• WHAT YOU HAVE TO DO
The answer must consist of every line in the data below that holds the word "RefreshCheck".

---------- AVAILABLE DATA

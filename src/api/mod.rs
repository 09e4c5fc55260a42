mod error;
mod tokens;
mod users;

use axum::{Router, middleware};
use std::sync::Arc;

use crate::auth::{AuthState, authenticate};
use crate::db::Database;
use crate::jwt::TokenProvider;
use crate::rate_limit::RateLimitConfig;

pub use error::{ApiError, ResultExt};
pub use tokens::{RefreshCheck, TokensState};
pub use users::UsersState;

/// Create the API router.
///
/// Everything except token refresh and logout runs behind the authenticator.
pub fn create_api_router(
    db: Database,
    tokens: Arc<TokenProvider>,
    refresh_check: RefreshCheck,
    rate_limit_config: Arc<RateLimitConfig>,
) -> Router {
    let auth_state = AuthState {
        tokens: tokens.clone(),
        db: db.clone(),
    };

    let tokens_state = TokensState {
        db: db.clone(),
        tokens,
        refresh_check,
        rate_limit_config,
    };

    let users_state = UsersState { db };

    let protected = Router::new()
        .nest("/users", users::router(users_state))
        .merge(tokens::protected_router())
        .layer(middleware::from_fn_with_state(
            auth_state,
            authenticate::<AuthState>,
        ));

    Router::new()
        .nest("/tokens", tokens::public_router(tokens_state))
        .merge(protected)
}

--------------------

• RESPONSE TO THIS EXERCISE
pub use tokens::{RefreshCheck, TokensState};
    refresh_check: RefreshCheck,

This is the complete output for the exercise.